=== Data excerpts ===
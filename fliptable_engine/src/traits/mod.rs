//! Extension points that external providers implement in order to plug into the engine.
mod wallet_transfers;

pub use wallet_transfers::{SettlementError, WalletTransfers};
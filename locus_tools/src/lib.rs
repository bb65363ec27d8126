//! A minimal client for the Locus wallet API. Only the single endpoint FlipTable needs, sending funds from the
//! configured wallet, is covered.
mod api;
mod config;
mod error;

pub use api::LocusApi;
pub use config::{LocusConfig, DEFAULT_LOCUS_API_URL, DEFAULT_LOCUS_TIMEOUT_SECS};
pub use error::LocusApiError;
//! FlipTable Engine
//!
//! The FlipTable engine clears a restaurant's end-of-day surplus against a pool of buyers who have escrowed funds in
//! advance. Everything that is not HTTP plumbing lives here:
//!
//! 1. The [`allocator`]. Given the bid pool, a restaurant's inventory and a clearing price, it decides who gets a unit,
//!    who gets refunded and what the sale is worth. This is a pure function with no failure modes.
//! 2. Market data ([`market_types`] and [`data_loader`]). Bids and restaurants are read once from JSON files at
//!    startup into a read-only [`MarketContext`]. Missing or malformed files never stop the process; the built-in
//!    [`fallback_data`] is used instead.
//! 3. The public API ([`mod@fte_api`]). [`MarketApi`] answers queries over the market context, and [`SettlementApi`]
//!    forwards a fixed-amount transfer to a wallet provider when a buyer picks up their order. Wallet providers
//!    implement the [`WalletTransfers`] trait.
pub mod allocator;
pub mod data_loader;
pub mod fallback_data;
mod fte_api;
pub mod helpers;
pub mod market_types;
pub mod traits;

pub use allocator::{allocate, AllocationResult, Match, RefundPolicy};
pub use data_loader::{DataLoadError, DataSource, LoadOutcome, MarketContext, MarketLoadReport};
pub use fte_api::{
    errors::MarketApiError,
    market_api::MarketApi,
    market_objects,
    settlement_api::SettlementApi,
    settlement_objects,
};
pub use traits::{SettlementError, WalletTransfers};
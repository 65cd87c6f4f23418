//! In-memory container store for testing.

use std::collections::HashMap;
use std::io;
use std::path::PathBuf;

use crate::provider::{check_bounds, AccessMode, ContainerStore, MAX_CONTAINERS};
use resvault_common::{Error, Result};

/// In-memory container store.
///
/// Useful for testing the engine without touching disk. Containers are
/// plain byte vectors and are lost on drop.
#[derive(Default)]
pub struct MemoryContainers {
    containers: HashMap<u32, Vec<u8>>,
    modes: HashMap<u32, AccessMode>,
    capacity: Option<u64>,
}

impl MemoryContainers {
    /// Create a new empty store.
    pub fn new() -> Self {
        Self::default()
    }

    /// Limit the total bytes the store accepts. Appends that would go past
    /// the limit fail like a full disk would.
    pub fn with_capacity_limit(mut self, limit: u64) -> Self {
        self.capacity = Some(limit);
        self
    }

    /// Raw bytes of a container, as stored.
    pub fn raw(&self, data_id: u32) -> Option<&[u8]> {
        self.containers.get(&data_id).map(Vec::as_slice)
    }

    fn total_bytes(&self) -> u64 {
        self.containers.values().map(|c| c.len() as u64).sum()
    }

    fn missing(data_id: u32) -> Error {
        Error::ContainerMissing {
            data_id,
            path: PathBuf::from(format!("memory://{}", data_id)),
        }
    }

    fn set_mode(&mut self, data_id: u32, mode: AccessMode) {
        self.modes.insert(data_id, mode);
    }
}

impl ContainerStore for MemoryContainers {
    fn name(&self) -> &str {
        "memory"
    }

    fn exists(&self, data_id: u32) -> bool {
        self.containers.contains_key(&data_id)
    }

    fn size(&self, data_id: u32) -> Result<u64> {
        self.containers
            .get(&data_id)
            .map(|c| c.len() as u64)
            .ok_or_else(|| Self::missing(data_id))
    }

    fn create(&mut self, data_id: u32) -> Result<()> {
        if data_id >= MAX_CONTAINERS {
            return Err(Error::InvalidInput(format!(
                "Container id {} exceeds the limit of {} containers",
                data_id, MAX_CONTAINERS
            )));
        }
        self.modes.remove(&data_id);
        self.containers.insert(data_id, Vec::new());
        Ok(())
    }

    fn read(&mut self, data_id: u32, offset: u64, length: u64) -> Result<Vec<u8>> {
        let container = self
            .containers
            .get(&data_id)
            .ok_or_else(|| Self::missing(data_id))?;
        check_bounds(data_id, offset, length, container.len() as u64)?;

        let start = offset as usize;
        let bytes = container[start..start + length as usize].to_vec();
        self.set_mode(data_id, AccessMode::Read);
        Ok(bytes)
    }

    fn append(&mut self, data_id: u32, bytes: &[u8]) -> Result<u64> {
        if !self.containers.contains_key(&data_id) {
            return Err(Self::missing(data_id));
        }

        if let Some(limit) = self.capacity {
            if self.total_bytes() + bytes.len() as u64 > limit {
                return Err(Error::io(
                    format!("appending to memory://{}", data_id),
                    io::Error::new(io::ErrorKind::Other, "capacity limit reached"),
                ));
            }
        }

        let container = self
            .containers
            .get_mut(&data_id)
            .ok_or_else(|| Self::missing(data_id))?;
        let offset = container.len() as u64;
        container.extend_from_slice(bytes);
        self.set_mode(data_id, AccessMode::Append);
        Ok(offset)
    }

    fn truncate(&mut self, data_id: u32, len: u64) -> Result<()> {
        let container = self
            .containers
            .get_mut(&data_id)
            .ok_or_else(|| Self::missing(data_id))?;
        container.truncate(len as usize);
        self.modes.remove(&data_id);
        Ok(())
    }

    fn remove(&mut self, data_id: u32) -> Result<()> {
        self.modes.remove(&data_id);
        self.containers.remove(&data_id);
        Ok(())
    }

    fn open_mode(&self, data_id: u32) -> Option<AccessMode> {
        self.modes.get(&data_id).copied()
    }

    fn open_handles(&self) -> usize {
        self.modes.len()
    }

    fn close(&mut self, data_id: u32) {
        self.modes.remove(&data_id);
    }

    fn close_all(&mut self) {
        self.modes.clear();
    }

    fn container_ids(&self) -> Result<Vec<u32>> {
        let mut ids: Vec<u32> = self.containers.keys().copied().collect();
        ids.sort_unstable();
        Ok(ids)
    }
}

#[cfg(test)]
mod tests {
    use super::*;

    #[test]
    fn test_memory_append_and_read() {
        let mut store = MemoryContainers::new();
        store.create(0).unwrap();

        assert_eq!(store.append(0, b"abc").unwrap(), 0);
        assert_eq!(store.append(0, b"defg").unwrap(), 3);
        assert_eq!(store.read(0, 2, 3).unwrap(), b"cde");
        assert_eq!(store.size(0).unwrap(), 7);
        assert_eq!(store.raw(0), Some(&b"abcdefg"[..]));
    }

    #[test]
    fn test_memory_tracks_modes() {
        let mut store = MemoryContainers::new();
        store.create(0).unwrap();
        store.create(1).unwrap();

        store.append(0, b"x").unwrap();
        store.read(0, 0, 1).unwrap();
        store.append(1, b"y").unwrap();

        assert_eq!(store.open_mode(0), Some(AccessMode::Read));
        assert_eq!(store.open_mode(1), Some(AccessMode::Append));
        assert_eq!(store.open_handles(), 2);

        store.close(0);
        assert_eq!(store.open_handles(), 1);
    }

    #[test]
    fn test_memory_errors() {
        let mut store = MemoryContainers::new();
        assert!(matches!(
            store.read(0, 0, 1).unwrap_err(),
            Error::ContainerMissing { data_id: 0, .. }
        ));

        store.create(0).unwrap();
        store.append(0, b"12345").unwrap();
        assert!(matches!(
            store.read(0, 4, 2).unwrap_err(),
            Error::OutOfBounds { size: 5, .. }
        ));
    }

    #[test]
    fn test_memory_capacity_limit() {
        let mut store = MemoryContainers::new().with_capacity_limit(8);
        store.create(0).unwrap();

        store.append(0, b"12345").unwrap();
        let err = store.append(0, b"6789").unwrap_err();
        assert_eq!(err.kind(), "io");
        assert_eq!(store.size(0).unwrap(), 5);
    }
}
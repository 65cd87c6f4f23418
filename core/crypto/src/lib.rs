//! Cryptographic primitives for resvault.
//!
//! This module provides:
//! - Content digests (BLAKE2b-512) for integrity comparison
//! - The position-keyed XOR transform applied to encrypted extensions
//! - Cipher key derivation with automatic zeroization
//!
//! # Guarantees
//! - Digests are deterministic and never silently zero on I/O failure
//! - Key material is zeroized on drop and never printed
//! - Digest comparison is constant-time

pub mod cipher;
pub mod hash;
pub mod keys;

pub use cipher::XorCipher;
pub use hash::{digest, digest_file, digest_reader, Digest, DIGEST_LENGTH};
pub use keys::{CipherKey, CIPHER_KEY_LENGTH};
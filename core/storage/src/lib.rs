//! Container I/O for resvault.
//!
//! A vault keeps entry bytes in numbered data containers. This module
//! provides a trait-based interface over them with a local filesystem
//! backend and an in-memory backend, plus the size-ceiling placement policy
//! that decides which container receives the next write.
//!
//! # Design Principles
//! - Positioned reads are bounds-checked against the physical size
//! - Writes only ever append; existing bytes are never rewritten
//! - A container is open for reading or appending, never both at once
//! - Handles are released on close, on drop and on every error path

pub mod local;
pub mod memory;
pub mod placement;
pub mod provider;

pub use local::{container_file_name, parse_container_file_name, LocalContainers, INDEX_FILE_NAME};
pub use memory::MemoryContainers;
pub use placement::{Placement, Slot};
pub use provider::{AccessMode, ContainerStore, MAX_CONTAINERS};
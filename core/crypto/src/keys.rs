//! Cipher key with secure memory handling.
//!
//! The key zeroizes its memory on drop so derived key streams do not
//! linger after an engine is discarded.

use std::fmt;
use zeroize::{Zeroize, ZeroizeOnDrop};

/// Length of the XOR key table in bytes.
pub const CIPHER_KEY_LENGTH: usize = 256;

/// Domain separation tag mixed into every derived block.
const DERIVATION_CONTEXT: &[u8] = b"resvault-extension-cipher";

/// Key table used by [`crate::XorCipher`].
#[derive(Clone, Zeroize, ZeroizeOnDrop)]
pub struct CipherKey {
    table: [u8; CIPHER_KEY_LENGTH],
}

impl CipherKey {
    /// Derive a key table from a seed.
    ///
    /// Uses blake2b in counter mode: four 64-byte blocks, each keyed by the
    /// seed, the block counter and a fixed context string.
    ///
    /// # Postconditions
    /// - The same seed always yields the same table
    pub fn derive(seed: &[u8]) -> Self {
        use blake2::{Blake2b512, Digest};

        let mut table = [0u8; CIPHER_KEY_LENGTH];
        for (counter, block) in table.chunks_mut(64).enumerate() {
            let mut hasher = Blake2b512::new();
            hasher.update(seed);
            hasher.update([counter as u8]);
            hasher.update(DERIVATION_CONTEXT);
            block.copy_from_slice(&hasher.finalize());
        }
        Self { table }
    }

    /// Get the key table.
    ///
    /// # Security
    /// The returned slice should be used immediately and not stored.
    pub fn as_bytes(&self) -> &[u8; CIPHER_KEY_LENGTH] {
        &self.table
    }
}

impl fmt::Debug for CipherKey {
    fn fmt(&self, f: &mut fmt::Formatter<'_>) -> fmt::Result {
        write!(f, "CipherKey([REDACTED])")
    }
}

=== Task to carry out ===
Please reproduce exactly the lines in the listing above from the one containing "pub use memory::MemoryContainers;" through the one containing "streams do not", both included, and nothing more.

=== Output for this exercise ===
pub use memory::MemoryContainers;
pub use placement::{Placement, Slot};
pub use provider::{AccessMode, ContainerStore, MAX_CONTAINERS};
filename core/crypto/src/keys.rs
//! Cipher key with secure memory handling.
//!
//! The key zeroizes its memory on drop so derived key streams do not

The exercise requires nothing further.